Старик опомнился и испугался. Бочков, пользуясь его замешательством, мгновенно вышиб из его руки нож, схватил его за грудь, повалил на пол, притиснул и сел на него верхом. Между тем на крик Филиппова выбежали из соседних изб три кантониста и, узнав, в чем дело, пришли на помощь Бочкову. Увидав его невредимым, они тем не менее сочли нужным заголосить по очереди: «Связать его, тащить его к правящему!» Старик лежал точно убитый.
— Живота али смерти? — потешался Бочков, тиская старика коленом в грудь.
— Отпусти, служба, пра, отпусти, — заворчал старик, предвидя беду.
— А будешь кормить хорошо?
— Буду, пра, буду; ослобони же!
— Ив хлев гнать не станешь? И бахвалиться не будешь?
— Не буду, пра, не буду; ослобони же!
— Ну хорошо, прощаю, только с уговором: сейчас всем отличный ужин; да чтоб и говядина, и сметана, и ситник, и творог — все чтоб было!

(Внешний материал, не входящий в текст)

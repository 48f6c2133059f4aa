//! State-change projectors
//!
//! When mods are enabled or disabled, some games need that state mirrored
//! into files outside any mod's own folder: loader DLLs in the game root, a
//! JSON allow-list, a hand-rolled config grammar, or a merged level file.
//! Each [`Projector`] handles one such file. Failures are contained per mod:
//! the dispatcher logs them and moves on to the next mod in the batch.

pub mod dll_mirror;
pub mod northstar;
pub mod smf;
pub mod ue4ss;
pub mod zuma;

pub use dll_mirror::DllMirror;
pub use northstar::NorthstarAllowList;
pub use smf::SmfConfig;
pub use ue4ss::Ue4ssModList;
pub use zuma::{LevelFragments, LevelsOverride};

use crate::error::{read_required, Error, IoContext, Result};
use crate::host::{GameDirs, ModHandle, ModList};
use serde::Serialize;
use std::fmt;
use std::io::Write;
use std::path::Path;

/// Enable state delivered by the host
#[derive(Debug, Clone, Copy, PartialEq, Eq, Hash)]
pub enum ModState {
    Active,
    Inactive,
}

impl ModState {
    pub const EXISTS: u32 = 0x1;
    pub const ACTIVE: u32 = 0x2;
    pub const VALID: u32 = 0x20;

    /// Decode the host's flag word (35 for an enabled mod, 33 for a disabled one).
    pub fn from_flags(flags: u32) -> Self {
        if flags & Self::ACTIVE != 0 {
            ModState::Active
        } else {
            ModState::Inactive
        }
    }

    pub fn flags(self) -> u32 {
        match self {
            ModState::Active => Self::EXISTS | Self::ACTIVE | Self::VALID,
            ModState::Inactive => Self::EXISTS | Self::VALID,
        }
    }

    pub fn is_active(self) -> bool {
        self == ModState::Active
    }
}

/// Mods whose state changed together, in the order the host reported them
#[derive(Debug, Clone, Default, PartialEq, Eq)]
pub struct StateChangeBatch {
    changes: Vec<(String, ModState)>,
}

impl StateChangeBatch {
    pub fn new() -> Self {
        Self::default()
    }

    /// Record a change. A mod reported twice keeps its latest state and first position.
    pub fn push(&mut self, name: impl Into<String>, state: ModState) {
        let name = name.into();
        match self.changes.iter_mut().find(|(n, _)| *n == name) {
            Some((_, existing)) => *existing = state,
            None => self.changes.push((name, state)),
        }
    }

    pub fn iter(&self) -> impl Iterator<Item = (&str, ModState)> {
        self.changes.iter().map(|(n, s)| (n.as_str(), *s))
    }

    pub fn len(&self) -> usize {
        self.changes.len()
    }

    pub fn is_empty(&self) -> bool {
        self.changes.is_empty()
    }
}

impl<S: Into<String>> FromIterator<(S, ModState)> for StateChangeBatch {
    fn from_iter<I: IntoIterator<Item = (S, ModState)>>(iter: I) -> Self {
        let mut batch = Self::new();
        for (name, state) in iter {
            batch.push(name, state);
        }
        batch
    }
}

/// Mirrors one mod's enable state into an external file
pub trait Projector: fmt::Debug + Send + Sync {
    fn name(&self) -> &'static str;

    /// Apply `state` for `handle`. Mods without relevant content are a no-op.
    fn project(&self, dirs: &GameDirs, handle: &ModHandle, state: ModState) -> Result<()>;
}

#[derive(Debug)]
pub struct ProjectionFailure {
    pub projector: &'static str,
    pub mod_name: String,
    pub error: String,
}

/// What happened during one batch
#[derive(Debug, Default)]
pub struct ProjectionReport {
    pub applied: usize,
    pub failures: Vec<ProjectionFailure>,
}

impl ProjectionReport {
    pub fn is_clean(&self) -> bool {
        self.failures.is_empty()
    }

    fn fail(&mut self, projector: &'static str, mod_name: &str, error: String) {
        tracing::warn!("{} skipped for '{}': {}", projector, mod_name, error);
        self.failures.push(ProjectionFailure {
            projector,
            mod_name: mod_name.to_string(),
            error,
        });
    }
}

/// Run every projector over the batch.
///
/// Projectors run in their declared order, each seeing the whole batch, so a
/// projector can rely on the ones before it having finished.
pub fn dispatch(
    projectors: &[Box<dyn Projector>],
    dirs: &GameDirs,
    mods: &dyn ModList,
    batch: &StateChangeBatch,
) -> ProjectionReport {
    let mut report = ProjectionReport::default();
    for projector in projectors {
        for (name, state) in batch.iter() {
            let Some(handle) = mods.get_mod(name) else {
                report.fail(projector.name(), name, "mod not found".to_string());
                continue;
            };
            match projector.project(dirs, &handle, state) {
                Ok(()) => report.applied += 1,
                Err(e) => report.fail(projector.name(), name, e.to_string()),
            }
        }
    }
    report
}

/// Replace `path` with `contents` through a temp file in the same directory.
pub(crate) fn write_atomic(path: &Path, contents: &[u8]) -> Result<()> {
    let dir = path.parent().unwrap_or_else(|| Path::new("."));
    std::fs::create_dir_all(dir).at(dir)?;
    let mut tmp = tempfile::NamedTempFile::new_in(dir).at(dir)?;
    tmp.write_all(contents).at(tmp.path())?;
    tmp.as_file().sync_all().at(tmp.path())?;
    tmp.persist(path).map_err(|e| Error::Io {
        path: path.to_path_buf(),
        source: e.error,
    })?;
    Ok(())
}

pub(crate) fn read_json(path: &Path) -> Result<serde_json::Value> {
    let content = read_required(path)?;
    serde_json::from_str(&content).map_err(|source| Error::Json {
        path: path.to_path_buf(),
        source,
    })
}

/// Serialize with 4-space indentation, the layout the games' own tools write.
pub(crate) fn to_json_pretty<T: Serialize>(value: &T, path: &Path) -> Result<Vec<u8>> {
    let mut buf = Vec::new();
    let formatter = serde_json::ser::PrettyFormatter::with_indent(b"    ");
    let mut serializer = serde_json::Serializer::with_formatter(&mut buf, formatter);
    value.serialize(&mut serializer).map_err(|source| Error::Json {
        path: path.to_path_buf(),
        source,
    })?;
    Ok(buf)
}

#[cfg(test)]
mod tests {
    use super::*;
    use crate::host::MockModList;
    use crate::tree::ModTree;
    use std::path::PathBuf;
    use std::sync::Mutex;

    #[derive(Debug, Default)]
    struct Recorder {
        seen: Mutex<Vec<String>>,
        fail_on: Option<&'static str>,
    }

    impl Projector for Recorder {
        fn name(&self) -> &'static str {
            "recorder"
        }

        fn project(&self, _dirs: &GameDirs, handle: &ModHandle, state: ModState) -> Result<()> {
            if self.fail_on == Some(handle.name.as_str()) {
                return Err(Error::MissingFile(PathBuf::from("config.json")));
            }
            self.seen
                .lock()
                .unwrap()
                .push(format!("{}={:?}", handle.name, state));
            Ok(())
        }
    }

    fn dirs() -> GameDirs {
        GameDirs {
            game_dir: PathBuf::from("/game"),
            data_dir: PathBuf::from("/game"),
            profile_dir: PathBuf::from("/profile"),
            mods_dir: PathBuf::from("/mods"),
        }
    }

    fn handle(name: &str) -> ModHandle {
        ModHandle {
            name: name.to_string(),
            path: PathBuf::from("/mods").join(name),
            tree: ModTree::new(""),
        }
    }

    #[test]
    fn test_flags_round_trip() {
        assert_eq!(ModState::from_flags(35), ModState::Active);
        assert_eq!(ModState::from_flags(33), ModState::Inactive);
        assert_eq!(ModState::Active.flags(), 35);
        assert_eq!(ModState::Inactive.flags(), 33);
    }

    #[test]
    fn test_batch_keeps_insertion_order() {
        let batch: StateChangeBatch = [
            ("b", ModState::Active),
            ("a", ModState::Inactive),
            ("b", ModState::Inactive),
        ]
        .into_iter()
        .collect();
        let order: Vec<_> = batch.iter().collect();
        assert_eq!(order, vec![("b", ModState::Inactive), ("a", ModState::Inactive)]);
    }

    #[test]
    fn test_failure_does_not_abort_batch() {
        let mut mods = MockModList::new();
        mods.expect_get_mod()
            .returning(|name: &str| match name {
                "missing" => None,
                other => Some(handle(other)),
            });

        let recorder = Recorder {
            fail_on: Some("broken"),
            ..Default::default()
        };
        let projectors: Vec<Box<dyn Projector>> = vec![Box::new(recorder)];
        let batch: StateChangeBatch = [
            ("broken", ModState::Active),
            ("missing", ModState::Active),
            ("fine", ModState::Inactive),
        ]
        .into_iter()
        .collect();

        let report = dispatch(&projectors, &dirs(), &mods, &batch);
        assert_eq!(report.applied, 1);
        assert_eq!(report.failures.len(), 2);
        assert_eq!(report.failures[0].mod_name, "broken");
        assert_eq!(report.failures[1].error, "mod not found");
    }

    #[test]
    fn test_each_mod_projected_once() {
        let mut mods = MockModList::new();
        mods.expect_get_mod()
            .withf(|name: &str| name == "one")
            .times(1)
            .returning(|name: &str| Some(handle(name)));

        let projectors: Vec<Box<dyn Projector>> = vec![Box::new(Recorder::default())];
        let batch: StateChangeBatch = [("one", ModState::Active)].into_iter().collect();
        let report = dispatch(&projectors, &dirs(), &mods, &batch);
        assert!(report.is_clean());
        assert_eq!(report.applied, 1);
    }

    #[test]
    fn test_write_atomic_replaces_content() {
        let dir = tempfile::tempdir().unwrap();
        let path = dir.path().join("nested/config.json");
        write_atomic(&path, b"first").unwrap();
        write_atomic(&path, b"second").unwrap();
        assert_eq!(std::fs::read_to_string(&path).unwrap(), "second");
        assert_eq!(std::fs::read_dir(dir.path().join("nested")).unwrap().count(), 1);
    }
}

По прошествии некоторого времени старик мало-помалу стал опять входить в прежнюю роль: то худо кормит, то плохо услуживает, то спорит с постояльцами, а то и ругнет их. Терпел, терпел наш Бочков да подговорил несколько человек товарищей, привел их к себе в квартиру, усадил кругом обеденного стола, под образами, и велел им чистить пуговицы насыпанным на самом столе тертым кирпичом, а сам зашагал взад и вперед по избе в шапке, насвистывая какую-то песню. Старика сперва не было, но, войдя в избу, он возмутился:
— Перестань, служба, свистать да и шапку-то сними: тутотка, чай, не хлев, а изба, иконы висят! — строго начал он.
— Да разве такие иконы бывают? — насмешливо спрашивает Бочков, продолжая ходить в шапке. — На них и лика-то никакого не видать, какие же это иконы? По-нашему, по-православному, такие доски сжигают, а пепел от них высыпают в реку, а ты сдуру называешь их иконами! Какие это иконы?
Пошла ругань. Старик доказывал превосходство своей веры и стал издеваться над господствующей религией.
— Так ты над Богом смеешься! — воскликнул Бочков. — Слышите, ребята, что он говорит?
— Слышим, слышим, — подтверждают товарищи.
— Будьте ж свидетелями. А ты, старая карга, пойдем к начальству, пойдем, колдун ты эдакий! — Бочков схватил старика за ворот и потащил было его из избы, но тот упирался, не шел и еще пуще ругался.
— Помогите, братцы, стащить его к ротному.
По приводе туда доложили правящему, а тот — Тараканову. В избу ввели старика. Он был бледнее полотна, глаза его дико блуждали, руки тряслись.
— Связать его! — крикнул Тараканов. — Как ты смел притеснять кантонистов? — продолжал он, когда старику связали руки назад. — Как ты, спрашиваю я, смел совращать в свою ересь их, царских воспитанников, резать Бочкова, надругаться над святынею, а?
Старик молчал. Он был ни жив ни мертв.
— Запереть его в амбар, приставить к дверям часовых и ждать моего приказания, — заключил Тараканов.
Приказание тотчас исполнилось.
Крестьяне, узнав по возвращении с поля о несчастье их попа, тотчас послали депутацию — хлопотать за него. Но Тараканов встретил ее еще сильнейшею речью и поклялся, что через день непременно расстреляет старика. Весь следующий день продолжалась по деревне суматоха, и уже поздно вечером Тараканов едва согласился выпустить старика, взяв с мужиков клятву, что они будут и беречь и холить как зеницу ока кантонистов, этих, как он назвал их, царских воспитанников. Затем он дал правящему два и Бочкову[11] один червонец, со всеми ласково распрощался да и уехал восвояси. А по деревне разнесся слух, будто за освобождение старика он содрал с крестьянского общества 30 червонцев.